Collected data entries
========================================

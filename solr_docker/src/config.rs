//! Layered configuration. Every value is looked up in an explicit override map first, then in a
//! snapshot of the process environment, and finally falls back to a default. Resolution happens
//! once per invocation, after which [`Settings`] is immutable.

use std::collections::{BTreeMap, BTreeSet};

use constcat::concat;
use image_ref::{ImageName, InvalidImageName};
use itertools::Itertools;

const PROPERTY_PREFIX: &str = "solr.docker.";
const ENV_PREFIX: &str = "SOLR_DOCKER_";

/// The names under which a configuration value can be provided.
#[derive(Debug, Clone, Copy, PartialEq, Eq)]
pub struct Setting {
    /// Key in the explicit override map, set with `-P <property>=<value>`.
    pub property: &'static str,
    pub env_var: &'static str,
}

pub const IMAGE_REPO: Setting = Setting {
    property: concat!(PROPERTY_PREFIX, "imageRepo"),
    env_var: concat!(ENV_PREFIX, "IMAGE_REPO"),
};

pub const IMAGE_TAG: Setting = Setting {
    property: concat!(PROPERTY_PREFIX, "imageTag"),
    env_var: concat!(ENV_PREFIX, "IMAGE_TAG"),
};

pub const IMAGE_NAME: Setting = Setting {
    property: concat!(PROPERTY_PREFIX, "imageName"),
    env_var: concat!(ENV_PREFIX, "IMAGE_NAME"),
};

pub const BASE_IMAGE: Setting = Setting {
    property: concat!(PROPERTY_PREFIX, "baseImage"),
    env_var: concat!(ENV_PREFIX, "BASE_IMAGE"),
};

pub const GITHUB_URL: Setting = Setting {
    property: concat!(PROPERTY_PREFIX, "githubUrl"),
    env_var: concat!(ENV_PREFIX, "GITHUB_URL"),
};

pub const TESTS_INCLUDE: Setting = Setting {
    property: concat!(PROPERTY_PREFIX, "tests.include"),
    env_var: concat!(ENV_PREFIX, "TESTS_INCLUDE"),
};

pub const TESTS_EXCLUDE: Setting = Setting {
    property: concat!(PROPERTY_PREFIX, "tests.exclude"),
    env_var: concat!(ENV_PREFIX, "TESTS_EXCLUDE"),
};

pub const DEFAULT_IMAGE_REPO: &str = "apache/solr";
pub const DEFAULT_BASE_IMAGE: &str = "eclipse-temurin:17-jre-jammy";
pub const DEFAULT_GITHUB_URL: &str = "github.com";

#[derive(Debug, Clone, Copy, PartialEq, Eq)]
pub enum Origin {
    Override,
    Environment,
    Default,
}

impl std::fmt::Display for Origin {
    fn fmt(&self, f: &mut std::fmt::Formatter<'_>) -> std::fmt::Result {
        f.write_str(match self {
            Origin::Override => "override",
            Origin::Environment => "environment",
            Origin::Default => "default",
        })
    }
}

/// Looks up `name` in `overrides`, then `env_var` in `environment`, then returns `default`.
///
/// A variable that is set to the empty string counts as set.
pub fn resolve(
    overrides: &BTreeMap<String, String>,
    environment: &BTreeMap<String, String>,
    name: &str,
    env_var: &str,
    default: &str,
) -> (String, Origin) {
    if let Some(value) = overrides.get(name) {
        (value.clone(), Origin::Override)
    } else if let Some(value) = environment.get(env_var) {
        (value.clone(), Origin::Environment)
    } else {
        (default.to_owned(), Origin::Default)
    }
}

/// The explicit override map together with an environment snapshot.
#[derive(Debug, Clone, Default)]
pub struct Sources {
    pub overrides: BTreeMap<String, String>,
    pub environment: BTreeMap<String, String>,
}

impl Sources {
    pub fn new(overrides: BTreeMap<String, String>, environment: BTreeMap<String, String>) -> Self {
        Self {
            overrides,
            environment,
        }
    }

    /// Snapshots the environment of the current process. Variables that are not valid unicode are
    /// left out.
    pub fn from_process(overrides: BTreeMap<String, String>) -> Self {
        let environment = std::env::vars_os()
            .filter_map(|(key, value)| Some((key.into_string().ok()?, value.into_string().ok()?)))
            .collect();
        Self::new(overrides, environment)
    }

    pub fn resolve(&self, setting: Setting, default: &str) -> (String, Origin) {
        resolve(
            &self.overrides,
            &self.environment,
            setting.property,
            setting.env_var,
            default,
        )
    }
}

/// Splits a comma separated list, ignoring surrounding whitespace and empty elements. Anything
/// else is taken verbatim.
pub fn parse_list(value: &str) -> BTreeSet<String> {
    value
        .split(',')
        .map(str::trim)
        .filter(|element| !element.is_empty())
        .map(str::to_owned)
        .collect()
}

/// All configuration values of a run.
#[derive(Debug, Clone)]
pub struct Settings {
    pub version: String,
    pub image_repo: String,
    pub image_tag: String,
    /// An explicitly configured image name. Validated by [`Settings::image_name`].
    pub explicit_image_name: Option<String>,
    pub base_image: String,
    pub github_url: String,
    pub tests_include: BTreeSet<String>,
    pub tests_exclude: BTreeSet<String>,
    resolved: Vec<(Setting, String, Origin)>,
}

impl Settings {
    pub fn resolve(sources: &Sources, version: &str) -> Self {
        let mut resolved = Vec::new();
        let mut get = |setting: Setting, default: &str| {
            let (value, origin) = sources.resolve(setting, default);
            resolved.push((setting, value.clone(), origin));
            (value, origin)
        };

        let (image_repo, _) = get(IMAGE_REPO, DEFAULT_IMAGE_REPO);
        let (image_tag, _) = get(IMAGE_TAG, version);
        let (image_name, image_name_origin) = get(IMAGE_NAME, &format!("{image_repo}:{image_tag}"));
        let explicit_image_name = (image_name_origin != Origin::Default).then_some(image_name);
        let (base_image, _) = get(BASE_IMAGE, DEFAULT_BASE_IMAGE);
        let (github_url, _) = get(GITHUB_URL, DEFAULT_GITHUB_URL);
        let tests_include = parse_list(&get(TESTS_INCLUDE, "").0);
        let tests_exclude = parse_list(&get(TESTS_EXCLUDE, "").0);

        Self {
            version: version.to_owned(),
            image_repo,
            image_tag,
            explicit_image_name,
            base_image,
            github_url,
            tests_include,
            tests_exclude,
            resolved,
        }
    }

    /// The configured image name, or `<repo>:<tag>` when none is configured.
    pub fn image_name(&self) -> Result<ImageName, InvalidImageName> {
        match &self.explicit_image_name {
            Some(name) => ImageName::new(name.clone()),
            None => ImageName::from_repository_and_tag(&self.image_repo, &self.image_tag),
        }
    }

    /// Every resolved value with the names it can be set under and where it came from.
    pub fn resolved(&self) -> &[(Setting, String, Origin)] {
        &self.resolved
    }

    pub fn table(&self) -> comfy_table::Table {
        let mut table = comfy_table::Table::new();
        table.load_preset(comfy_table::presets::UTF8_FULL_CONDENSED);
        table.set_header(["property", "environment variable", "value", "source"]);
        table.add_row(["(product version)", "", self.version.as_str(), ""]);
        for (setting, value, origin) in self.resolved() {
            table.add_row(vec![
                setting.property.to_owned(),
                setting.env_var.to_owned(),
                value.clone(),
                origin.to_string(),
            ]);
        }
        table
    }
}

/// Parses a `key=value` override as passed to `-P`.
pub fn parse_override(value: &str) -> Result<(String, String), String> {
    let (key, value) = value
        .split_once('=')
        .ok_or_else(|| format!("expected `<property>=<value>`, got {value:?}"))?;
    if key.is_empty() {
        return Err("property name must not be empty".to_owned());
    }
    Ok((key.to_owned(), value.to_owned()))
}

/// Infers the product version from the release archives, named `solr-<version>.tgz` or
/// `solr-<version>-slim.tgz`. Other archives, such as `solr-<version>-src.tgz`, are ignored.
pub fn infer_version<'a, I>(file_names: I) -> Result<String, String>
where
    I: IntoIterator<Item = &'a str>,
{
    let versions = file_names
        .into_iter()
        .filter_map(|name| name.strip_prefix("solr-")?.strip_suffix(".tgz"))
        .map(|version| version.strip_suffix("-slim").unwrap_or(version))
        .filter(|version| is_release_version(version))
        .collect::<BTreeSet<_>>();

    match versions.len() {
        1 => Ok(versions.into_iter().next().unwrap_or_default().to_owned()),
        0 => Err("no `solr-<version>.tgz` release archive found, pass --solr-version".to_owned()),
        _ => Err(format!(
            "found release archives for several versions ({}), pass --solr-version",
            versions.iter().join(", ")
        )),
    }
}

/// A dotted version such as `9.5.0`, without any `-<classifier>` suffix.
fn is_release_version(version: &str) -> bool {
    version.starts_with(|c: char| c.is_ascii_digit())
        && version.chars().all(|c| c.is_ascii_alphanumeric() || c == '.')
}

========================================

#### Work order
Take the lines from the start of the records through the line holding "use constcat::concat;", both included, and please print them exactly, with nothing else.

#### Response
filename solr_docker/src/config.rs
//! Layered configuration. Every value is looked up in an explicit override map first, then in a
//! snapshot of the process environment, and finally falls back to a default. Resolution happens
//! once per invocation, after which [`Settings`] is immutable.

use std::collections::{BTreeMap, BTreeSet};

use constcat::concat;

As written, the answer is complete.